EXERCISE REQUIREMENTS: Identify each line below containing the string "TokenKeys" and copy it.

════════════════════

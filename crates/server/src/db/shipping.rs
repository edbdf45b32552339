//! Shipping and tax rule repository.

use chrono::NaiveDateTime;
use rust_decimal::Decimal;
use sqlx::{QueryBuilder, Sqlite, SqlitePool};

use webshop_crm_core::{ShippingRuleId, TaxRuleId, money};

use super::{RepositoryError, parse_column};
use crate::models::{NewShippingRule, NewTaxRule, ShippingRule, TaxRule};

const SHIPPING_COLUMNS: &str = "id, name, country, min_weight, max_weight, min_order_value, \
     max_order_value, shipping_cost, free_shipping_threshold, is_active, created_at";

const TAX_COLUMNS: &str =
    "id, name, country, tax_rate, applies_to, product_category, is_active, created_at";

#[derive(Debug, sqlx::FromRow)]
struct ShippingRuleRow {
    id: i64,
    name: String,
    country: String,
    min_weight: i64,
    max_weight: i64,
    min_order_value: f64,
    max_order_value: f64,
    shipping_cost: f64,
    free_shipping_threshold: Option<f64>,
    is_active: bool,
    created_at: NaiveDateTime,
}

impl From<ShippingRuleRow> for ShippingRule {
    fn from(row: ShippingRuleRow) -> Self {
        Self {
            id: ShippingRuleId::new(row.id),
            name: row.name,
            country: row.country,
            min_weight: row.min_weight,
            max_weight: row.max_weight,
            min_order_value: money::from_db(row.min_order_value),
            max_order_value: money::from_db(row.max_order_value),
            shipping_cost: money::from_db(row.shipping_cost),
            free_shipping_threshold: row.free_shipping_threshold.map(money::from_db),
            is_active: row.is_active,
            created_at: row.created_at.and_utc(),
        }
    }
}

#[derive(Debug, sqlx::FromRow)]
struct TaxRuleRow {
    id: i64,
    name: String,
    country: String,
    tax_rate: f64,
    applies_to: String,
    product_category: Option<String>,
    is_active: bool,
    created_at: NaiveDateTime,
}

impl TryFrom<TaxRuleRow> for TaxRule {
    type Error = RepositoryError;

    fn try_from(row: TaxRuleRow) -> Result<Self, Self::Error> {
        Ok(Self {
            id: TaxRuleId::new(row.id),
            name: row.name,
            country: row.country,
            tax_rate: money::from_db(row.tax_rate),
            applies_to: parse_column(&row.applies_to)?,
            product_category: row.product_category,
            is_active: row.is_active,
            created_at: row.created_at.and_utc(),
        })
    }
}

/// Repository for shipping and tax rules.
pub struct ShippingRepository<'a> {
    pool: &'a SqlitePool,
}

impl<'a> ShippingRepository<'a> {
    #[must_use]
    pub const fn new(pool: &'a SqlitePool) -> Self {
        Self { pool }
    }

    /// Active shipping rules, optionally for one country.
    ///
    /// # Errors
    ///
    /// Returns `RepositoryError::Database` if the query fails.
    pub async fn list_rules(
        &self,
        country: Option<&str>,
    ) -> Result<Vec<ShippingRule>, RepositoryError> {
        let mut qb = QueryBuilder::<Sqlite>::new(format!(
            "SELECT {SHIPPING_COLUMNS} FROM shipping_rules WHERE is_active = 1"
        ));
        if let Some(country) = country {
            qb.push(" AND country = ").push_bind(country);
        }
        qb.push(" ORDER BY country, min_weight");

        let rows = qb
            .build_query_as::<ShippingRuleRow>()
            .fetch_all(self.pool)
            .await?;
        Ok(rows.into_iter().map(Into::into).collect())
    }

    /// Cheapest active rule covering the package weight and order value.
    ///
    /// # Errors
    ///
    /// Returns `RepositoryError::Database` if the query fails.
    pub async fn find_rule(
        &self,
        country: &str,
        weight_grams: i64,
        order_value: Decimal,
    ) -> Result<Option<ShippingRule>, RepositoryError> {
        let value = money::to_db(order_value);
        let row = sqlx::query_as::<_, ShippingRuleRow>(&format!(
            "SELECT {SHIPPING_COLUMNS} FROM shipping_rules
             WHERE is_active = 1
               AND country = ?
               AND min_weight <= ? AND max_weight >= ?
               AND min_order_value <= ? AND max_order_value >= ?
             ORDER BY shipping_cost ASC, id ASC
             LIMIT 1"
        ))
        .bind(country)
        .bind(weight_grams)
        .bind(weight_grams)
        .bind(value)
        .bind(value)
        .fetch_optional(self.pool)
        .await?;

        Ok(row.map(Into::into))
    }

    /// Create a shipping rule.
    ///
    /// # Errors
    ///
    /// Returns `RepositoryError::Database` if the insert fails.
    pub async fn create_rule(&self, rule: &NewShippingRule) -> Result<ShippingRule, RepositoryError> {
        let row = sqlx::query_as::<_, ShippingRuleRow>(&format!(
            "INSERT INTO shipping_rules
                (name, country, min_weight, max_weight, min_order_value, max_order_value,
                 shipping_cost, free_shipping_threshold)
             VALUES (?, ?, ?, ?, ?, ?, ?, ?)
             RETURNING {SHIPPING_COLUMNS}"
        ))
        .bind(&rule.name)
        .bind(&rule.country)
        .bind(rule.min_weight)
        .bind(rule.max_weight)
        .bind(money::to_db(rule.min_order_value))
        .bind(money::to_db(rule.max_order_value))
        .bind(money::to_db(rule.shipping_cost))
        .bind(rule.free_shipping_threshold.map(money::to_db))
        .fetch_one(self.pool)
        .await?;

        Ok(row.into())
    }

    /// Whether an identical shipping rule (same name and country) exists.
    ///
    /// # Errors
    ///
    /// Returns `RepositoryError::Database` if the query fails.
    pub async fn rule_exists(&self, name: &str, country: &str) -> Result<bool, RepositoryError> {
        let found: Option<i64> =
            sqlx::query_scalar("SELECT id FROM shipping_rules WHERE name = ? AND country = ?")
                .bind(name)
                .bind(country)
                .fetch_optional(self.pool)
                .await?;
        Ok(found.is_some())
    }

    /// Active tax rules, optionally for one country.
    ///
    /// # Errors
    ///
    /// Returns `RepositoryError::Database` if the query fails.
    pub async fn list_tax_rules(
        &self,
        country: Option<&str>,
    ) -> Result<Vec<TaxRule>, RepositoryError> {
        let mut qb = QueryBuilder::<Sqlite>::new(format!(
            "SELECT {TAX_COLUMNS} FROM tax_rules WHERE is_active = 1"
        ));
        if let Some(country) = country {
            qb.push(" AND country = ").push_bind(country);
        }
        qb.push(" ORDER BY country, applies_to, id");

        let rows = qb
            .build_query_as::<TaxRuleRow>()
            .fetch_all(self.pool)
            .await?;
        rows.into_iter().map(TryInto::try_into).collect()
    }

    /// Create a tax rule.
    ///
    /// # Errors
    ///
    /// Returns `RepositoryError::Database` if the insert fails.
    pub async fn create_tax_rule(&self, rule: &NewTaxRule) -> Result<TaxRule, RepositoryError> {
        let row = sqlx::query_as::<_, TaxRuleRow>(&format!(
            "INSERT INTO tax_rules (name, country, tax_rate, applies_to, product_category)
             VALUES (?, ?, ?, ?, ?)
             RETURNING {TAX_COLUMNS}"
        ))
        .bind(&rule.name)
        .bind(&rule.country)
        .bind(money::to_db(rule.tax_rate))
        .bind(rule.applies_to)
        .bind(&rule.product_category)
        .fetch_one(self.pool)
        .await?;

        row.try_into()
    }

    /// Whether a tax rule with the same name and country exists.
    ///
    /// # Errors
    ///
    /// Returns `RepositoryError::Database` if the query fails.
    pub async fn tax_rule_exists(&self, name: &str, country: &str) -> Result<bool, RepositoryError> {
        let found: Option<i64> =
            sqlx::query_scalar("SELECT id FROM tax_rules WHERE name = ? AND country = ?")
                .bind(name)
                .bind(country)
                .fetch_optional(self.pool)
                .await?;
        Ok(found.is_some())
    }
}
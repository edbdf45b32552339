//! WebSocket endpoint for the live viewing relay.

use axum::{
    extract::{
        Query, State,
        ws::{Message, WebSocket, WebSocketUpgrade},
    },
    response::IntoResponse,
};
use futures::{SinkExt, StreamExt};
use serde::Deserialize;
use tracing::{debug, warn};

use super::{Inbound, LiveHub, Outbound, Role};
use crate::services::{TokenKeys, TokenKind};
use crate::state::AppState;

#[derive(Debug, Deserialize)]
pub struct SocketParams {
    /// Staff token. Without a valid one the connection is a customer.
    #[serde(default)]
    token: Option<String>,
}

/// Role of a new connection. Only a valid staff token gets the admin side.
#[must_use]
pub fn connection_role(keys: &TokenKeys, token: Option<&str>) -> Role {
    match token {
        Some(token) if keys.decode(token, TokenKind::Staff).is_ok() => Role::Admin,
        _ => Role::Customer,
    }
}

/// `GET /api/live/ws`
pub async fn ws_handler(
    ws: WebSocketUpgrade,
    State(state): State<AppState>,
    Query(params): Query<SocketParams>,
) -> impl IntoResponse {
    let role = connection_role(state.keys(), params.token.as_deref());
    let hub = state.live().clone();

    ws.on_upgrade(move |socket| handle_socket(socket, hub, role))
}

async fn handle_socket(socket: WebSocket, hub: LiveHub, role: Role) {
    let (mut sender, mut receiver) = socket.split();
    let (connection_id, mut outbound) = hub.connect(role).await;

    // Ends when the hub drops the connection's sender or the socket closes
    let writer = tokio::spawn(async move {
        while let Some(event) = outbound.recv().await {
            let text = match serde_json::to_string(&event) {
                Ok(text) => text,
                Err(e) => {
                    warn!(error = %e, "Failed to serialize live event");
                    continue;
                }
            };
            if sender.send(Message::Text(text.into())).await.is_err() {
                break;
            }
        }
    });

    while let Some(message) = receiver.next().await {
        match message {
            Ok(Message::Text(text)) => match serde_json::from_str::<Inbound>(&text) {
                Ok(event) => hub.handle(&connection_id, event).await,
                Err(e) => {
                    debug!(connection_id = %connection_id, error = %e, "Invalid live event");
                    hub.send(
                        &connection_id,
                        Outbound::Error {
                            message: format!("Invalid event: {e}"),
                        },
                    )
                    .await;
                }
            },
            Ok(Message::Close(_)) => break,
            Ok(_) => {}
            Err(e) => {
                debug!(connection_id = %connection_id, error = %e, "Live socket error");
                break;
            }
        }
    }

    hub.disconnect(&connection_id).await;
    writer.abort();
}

════════════════════

FINAL ANSWER:
use crate::services::{TokenKeys, TokenKind};
pub fn connection_role(keys: &TokenKeys, token: Option<&str>) -> Role {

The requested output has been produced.